[BUG] Bash tool leaves 0-byte stray files in the working directory when commands contain shell metacharacters from source code (Windows / Git Bash)
Environment
- OS: Windows 11
- Shell: Git Bash (MINGW64) — Claude Code's Bash tool
- Symptom seen across multiple C#/.NET projects (cwd = project root)
Summary
While Claude Code works on a codebase, the Bash tool intermittently creates 0-byte files in the working directory whose names are fragments of the project's own source code, e.g.:
!IsRefreshing
string.IsNullOrEmpty(code)
SaveTabOrder()
_timer.Stop()
_settings.LoadLogin().ChartAutoLoginPassword)
token)
0
They accumulate over a session (dozens+), are 0 bytes, and reappear in every project the agent touches. This looks like the same class as #23942 (literal NUL files) and #17087 (0-byte dotfiles created by the Bash tool), but here the filenames are C# expressions.
Root cause (reproduced)
When a command run through the Bash tool contains an unquoted C# > / => / , — or an analysis pipeline that redirects to a target derived from matched source — Git Bash interprets it as an output redirection and creates a file named after the following token. Reproduced deterministically in plain Git Bash on Windows:
# pattern 1 — unquoted lambda/comparison in a command
mkdir /tmp/t1 && cd /tmp/t1
grep -rn public bool X => !IsRefreshing src # '> !IsRefreshing' → creates file "!IsRefreshing"
ls # -> !IsRefreshing
# pattern 2 — analysis loop redirecting to a code-derived (quoted) target
mkdir /tmp/t2 && cd /tmp/t2
printf 'public bool IsInvalid => string.IsNullOrEmpty(code);\npublic void SaveTabOrder(){ _timer.Stop(); }\n' > s.cs
grep -oE '[A-Za-z_.]+\([^)]*\)' s.cs | while read -r m; do : > "$m"; done
ls # -> "SaveTabOrder()", "_timer.Stop()", "string.IsNullOrEmpty(code)"

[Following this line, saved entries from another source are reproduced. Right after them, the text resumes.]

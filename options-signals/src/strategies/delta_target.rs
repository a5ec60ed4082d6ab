//! ATM directional entries selected by theoretical delta.
//!
//! Every contract is priced at a fixed reference volatility and kept when
//! its absolute delta lies inside the target band.

use super::{
    ensure_valid_snapshot, ensure_well_formed, SignalCandidate, SignalType, Strategy,
    StrategyError, StrategyId,
};
use crate::data::{MarketSnapshot, OptionContract};
use crate::pricing::BlackScholes;

#[derive(Debug, Clone)]
pub struct DeltaTargetStrategy {
    model: BlackScholes,
    volatility: f64,
    min_abs_delta: f64,
    max_abs_delta: f64,
}

impl Default for DeltaTargetStrategy {
    fn default() -> Self {
        Self::new(BlackScholes::default(), 0.30)
    }
}

impl DeltaTargetStrategy {
    pub fn new(model: BlackScholes, volatility: f64) -> Self {
        Self {
            model,
            volatility,
            min_abs_delta: 0.45,
            max_abs_delta: 0.55,
        }
    }
}

impl Strategy for DeltaTargetStrategy {
    fn id(&self) -> StrategyId {
        StrategyId::AtmDeltaDirectional
    }

    fn analyze(
        &self,
        snapshot: &MarketSnapshot,
        chain: &[OptionContract],
    ) -> Result<Vec<SignalCandidate>, StrategyError> {
        ensure_valid_snapshot(snapshot)?;

        let mut candidates = Vec::new();
        for contract in chain {
            ensure_well_formed(contract)?;
            let greeks = self.model.greeks(
                contract.kind,
                snapshot.price,
                contract.strike,
                contract.time_to_expiry,
                self.volatility,
            )?;

            let abs_delta = greeks.delta.abs();
            if abs_delta < self.min_abs_delta || abs_delta > self.max_abs_delta {
                continue;
            }

            candidates.push(SignalCandidate {
                strategy: self.id(),
                signal_type: SignalType::BuyAtm,
                option_symbol: contract.symbol.clone(),
                reason: format!("ATM delta ({:.2})", greeks.delta),
                recommended_action: "Outright purchase (swing trade) or bull spread".to_string(),
                contract: contract.clone(),
                greeks: Some(greeks),
            });
        }

        Ok(candidates)
    }
}

#[cfg(test)]
mod tests {
    use super::*;
    use crate::data::OptionKind;
    use crate::strategies::fixtures::{chain_around_100, snapshot};

    #[test]
    fn test_selects_near_the_money() {
        let result = DeltaTargetStrategy::default()
            .analyze(&snapshot(50.0), &chain_around_100())
            .unwrap();
        assert!(!result.is_empty());
        for candidate in &result {
            let delta = candidate.greeks.unwrap().delta.abs();
            assert!((0.45..=0.55).contains(&delta));
            assert!((candidate.contract.strike - 100.0).abs() <= 4.0);
        }
    }

    #[test]
    fn test_reference_contract_is_selected() {
        let chain = vec![OptionContract::new("PETRA380", OptionKind::Call, 38.0, 30.0 / 365.0)];
        let snapshot = MarketSnapshot::new("PETR4", 37.52, 50.0);
        let result = DeltaTargetStrategy::default().analyze(&snapshot, &chain).unwrap();
        assert_eq!(result.len(), 1);
        assert_eq!(result[0].signal_type, SignalType::BuyAtm);
        assert_eq!(result[0].reason, "ATM delta (0.50)");
    }

    #[test]
    fn test_expired_contracts_never_match() {
        let chain = vec![OptionContract::new("X", OptionKind::Call, 100.0, 0.0)];
        let result = DeltaTargetStrategy::default().analyze(&snapshot(50.0), &chain).unwrap();
        assert!(result.is_empty());
    }
}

(Confirmed the stray files are created by the Bash tool's subprocess, cwd = project; not by any host/editor. They persist and pollute git status.)
Expected
Bash tool commands should not silently pollute the working directory with stray files. Options: run in a manner where an accidental redirect target can't land in the user's repo, warn/strip when a command's redirect target is not an intended path, or (as with #23942's > NUL) fix internal command construction.
Actual
0-byte garbage files named after source fragments accumulate in the repo root every session.